Every day, again and again, media outlets from across the globe fawned over the young and talented Kaepernick, almost ignoring the growing resume of a guy who became the first quarterback in history to lead his team to playoff wins in his first five seasons.
For a football fortnight, I had to listen to the experts talk about how the Niners defense was too dominant, too young and too fast for Flacco, Anquan Boldin and Co.
Five years and two weeks.
That's how long the "elite" quarterback debate had germinated, barely a whisper of such promise when the Ravens selected Flacco with the 18th pick out of Delaware in 2008. Then, year by year, playoff win after playoff win, the whisper grew to a loud chatter.
Flacco, 6'6" with a rocket arm, had all the assets of a big-time quarterback. His team had all the tools to aid in his development—a solid running game, a behemoth offensive line and, finally, in Anquan Boldin, a go-to deep threat.
But the doubters were many.
Some questioned whether Flacco had the mental toughness, the leadership skills, the poise needed to win the big one. His own teammate, Ed Reed, called him out before last season's AFC Championship Game, saying Flacco looked rattled against the Houston Texans in the divisional round.
On a team featuring perhaps the greatest leader ever to play the game—the retiring Ray Lewis—it's hard to distinguish yourself as a leader.
But whether you love Flacco or hate him—Steelers fans, I'm talking to you—there is no questioning his legitimacy. He earned the Super Bowl MVP while leading the Ravens to a 34-31 victory over the favored 49ers, a franchise that had never lost a Super Bowl in five tries.
Flacco took the field stone-faced Sunday at the New Orleans Superdome and never flinched.
He quietly led his team to a 21-6 lead, passing for three touchdowns in the first half and elevating his playoff run to a sterling 11 touchdowns and zero interceptions before Jacoby Jones ran a record-tying kickoff back 108 yards to start the third quarter.
Patrick Willis harassing him in the pocket. He never blinked. NaVorro Bowman around the left side? Nary a concern. The heralded Aldon Smith? A non-factor.
A nearly 40-minute delay when the lights went out on Bourbon Street? Whatever. A 22-point lead evaporated to a mere two-point lead? Two, 22, who cares?
Flacco was stone-faced and relentless, keeping his head and keeping the lead. Flacco has had his share of doubters; he's faced his share of adversity. Odd, given the "rich" history of quarterbacks in Ravens history.
Elvis Grbac. Vinny Testaverde. Trent Dilfer. An aging Steve McNair.
By the end of the game, Flacco had pieced together one of the best statistical postseason runs by a quarterback in history—11 touchdowns, zero interceptions.
On Sunday, he added three touchdowns and protected that shiny goose egg with smart, precision passing against a Niners defense that was in his face the entire second half, beating up receivers off the line and then some.
His 22-of-33 for 287 yards won't make anyone forget Joe Montana.
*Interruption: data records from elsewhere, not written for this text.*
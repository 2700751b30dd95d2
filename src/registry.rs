//! Deduplicating store of layers seen during a scan.
//!
//! [`LayerRegistry`] owns every [`LayerNode`] and hands out [`LayerId`] handles.
//! Two containers that reach the same digest get the same handle, so the
//! reference count and container list on that node are shared between them.
//!
//! The registry is owned by a single scan and mutated through `&mut self`;
//! lookup-or-insert is therefore one step and never yields duplicate nodes.

use crate::digest::normalize_digest;
use crate::error::Result;
use log::trace;
use serde::Serialize;
use std::collections::HashMap;
use std::fmt;
use std::path::PathBuf;

/// Handle to a node in a [`LayerRegistry`]. Equal handles mean the same node.
#[derive(Debug, Copy, Clone, PartialEq, Eq, Hash, PartialOrd, Ord)]
pub struct LayerId(usize);

/// Recorded size of a layer. `Unknown` is kept apart from a real zero.
#[derive(Debug, Copy, Clone, PartialEq, Eq, Default)]
pub enum LayerSize {
    Known(u64),
    #[default]
    Unknown,
}

impl LayerSize {
    pub fn bytes(self) -> Option<u64> {
        match self {
            LayerSize::Known(bytes) => Some(bytes),
            LayerSize::Unknown => None,
        }
    }
}

impl fmt::Display for LayerSize {
    fn fmt(&self, f: &mut fmt::Formatter<'_>) -> fmt::Result {
        match self {
            LayerSize::Known(bytes) => {
                write!(f, "{} ({} bytes)", indicatif::HumanBytes(*bytes), bytes)
            }
            LayerSize::Unknown => f.write_str("unknown"),
        }
    }
}

impl Serialize for LayerSize {
    fn serialize<S: serde::Serializer>(&self, serializer: S) -> Result<S::Ok, S::Error> {
        match self {
            LayerSize::Known(bytes) => serializer.serialize_some(bytes),
            LayerSize::Unknown => serializer.serialize_none(),
        }
    }
}

#[derive(Debug, Clone)]
pub struct LayerNode {
    /// Bare digest, algorithm prefix stripped
    pub digest: String,
    pub size: LayerSize,
    /// Name of the diff folder holding this layer (cache-id, or the digest itself)
    pub storage_id: String,
    pub location: PathBuf,
    /// Next layer towards the base image; `None` on the base layer
    pub parent: Option<LayerId>,
    pub reference_count: usize,
    /// Containers using this layer as their own top layer, in resolution order
    pub containers: Vec<String>,
    /// Set once size, location and parent have been read
    pub(crate) initialized: bool,
}

impl LayerNode {
    fn new(digest: String) -> Self {
        Self {
            storage_id: digest.clone(),
            digest,
            size: LayerSize::Unknown,
            location: PathBuf::new(),
            parent: None,
            reference_count: 0,
            containers: Vec::new(),
            initialized: false,
        }
    }

    pub fn is_initialized(&self) -> bool {
        self.initialized
    }
}

#[derive(Debug, Clone, Default)]
pub struct LayerRegistry {
    nodes: Vec<LayerNode>,
    by_digest: HashMap<String, LayerId>,
    journal: Option<Journal>,
}

/// Undo log of an open checkpoint: the node count when it was taken and the
/// first saved copy of every pre-existing node touched since.
#[derive(Debug, Clone, Default)]
struct Journal {
    len: usize,
    saved: HashMap<LayerId, LayerNode>,
}

impl LayerRegistry {
    pub fn new() -> Self {
        Self::default()
    }

    /// Looks up `digest` (with or without an algorithm prefix), creating the
    /// node on first sight. Every call bumps the reference count; `container`
    /// is appended to the node's container list when given.
    pub fn resolve(&mut self, digest: &str, container: Option<&str>) -> Result<LayerId> {
        let digest = normalize_digest(digest)?;
        let id = match self.by_digest.get(&digest) {
            Some(&id) => id,
            None => {
                let id = LayerId(self.nodes.len());
                trace!("Registering layer {}", digest);
                self.nodes.push(LayerNode::new(digest.clone()));
                self.by_digest.insert(digest, id);
                id
            }
        };

        self.record(id);
        let node = &mut self.nodes[id.0];
        node.reference_count += 1;
        if let Some(name) = container.filter(|name| !name.is_empty()) {
            node.containers.push(name.to_string());
        }
        Ok(id)
    }

    pub fn get(&self, digest: &str) -> Option<LayerId> {
        let digest = normalize_digest(digest).ok()?;
        self.by_digest.get(&digest).copied()
    }

    pub fn node(&self, id: LayerId) -> &LayerNode {
        &self.nodes[id.0]
    }

    pub(crate) fn node_mut(&mut self, id: LayerId) -> &mut LayerNode {
        self.record(id);
        &mut self.nodes[id.0]
    }

    /// Starts recording changes so they can be undone with [`rollback`].
    /// An already open checkpoint is replaced.
    ///
    /// [`rollback`]: LayerRegistry::rollback
    pub fn checkpoint(&mut self) {
        self.journal = Some(Journal {
            len: self.nodes.len(),
            saved: HashMap::new(),
        });
    }

    /// Keeps every change made since the last checkpoint.
    pub fn commit(&mut self) {
        self.journal = None;
    }

    /// Drops nodes created since the last checkpoint and restores the ones
    /// it touched. Without an open checkpoint this does nothing.
    pub fn rollback(&mut self) {
        let Some(journal) = self.journal.take() else {
            return;
        };
        for node in self.nodes.drain(journal.len..) {
            self.by_digest.remove(&node.digest);
        }
        for (id, node) in journal.saved {
            self.nodes[id.0] = node;
        }
    }

    fn record(&mut self, id: LayerId) {
        if let Some(journal) = &mut self.journal {
            if id.0 < journal.len {
                journal
                    .saved
                    .entry(id)
                    .or_insert_with(|| self.nodes[id.0].clone());
            }
        }
    }

    pub fn len(&self) -> usize {
        self.nodes.len()
    }

    pub fn is_empty(&self) -> bool {
        self.nodes.is_empty()
    }

    pub fn nodes(&self) -> impl Iterator<Item = &LayerNode> {
        self.nodes.iter()
    }

    /// Walks from `head` to the base layer, `head` included.
    pub fn chain(&self, head: LayerId) -> Chain<'_> {
        Chain {
            registry: self,
            next: Some(head),
            remaining: self.nodes.len(),
        }
    }
}

/// Iterator over a parent chain. Stops after visiting as many nodes as the
/// registry holds, so a corrupted parent link cannot make it spin forever.
pub struct Chain<'a> {
    registry: &'a LayerRegistry,
    next: Option<LayerId>,
    remaining: usize,
}

impl<'a> Iterator for Chain<'a> {
    type Item = &'a LayerNode;

    fn next(&mut self) -> Option<Self::Item> {
        if self.remaining == 0 {
            return None;
        }
        let node = self.registry.node(self.next?);
        self.remaining -= 1;
        self.next = node.parent;
        Some(node)
    }
}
But no one who watches the NFL should forget what Flacco did this year against three teams that all had better talent on the field than his Ravens.
The Broncos and Patriots were stacked with stars on offense—two of the top three elite quarterbacks in the league—and solid defenses. (Yes, I mean the Pats too.)
The Niners were supposed to be better. Faster, harder hitting, ball-hawking—just better. Flacco took it all: He checked down, he rolled out, he dumped off passes under immense pressure.
And he did not flinch.
There should be no doubt now that Flacco is indeed elite. He earned that tag Sunday.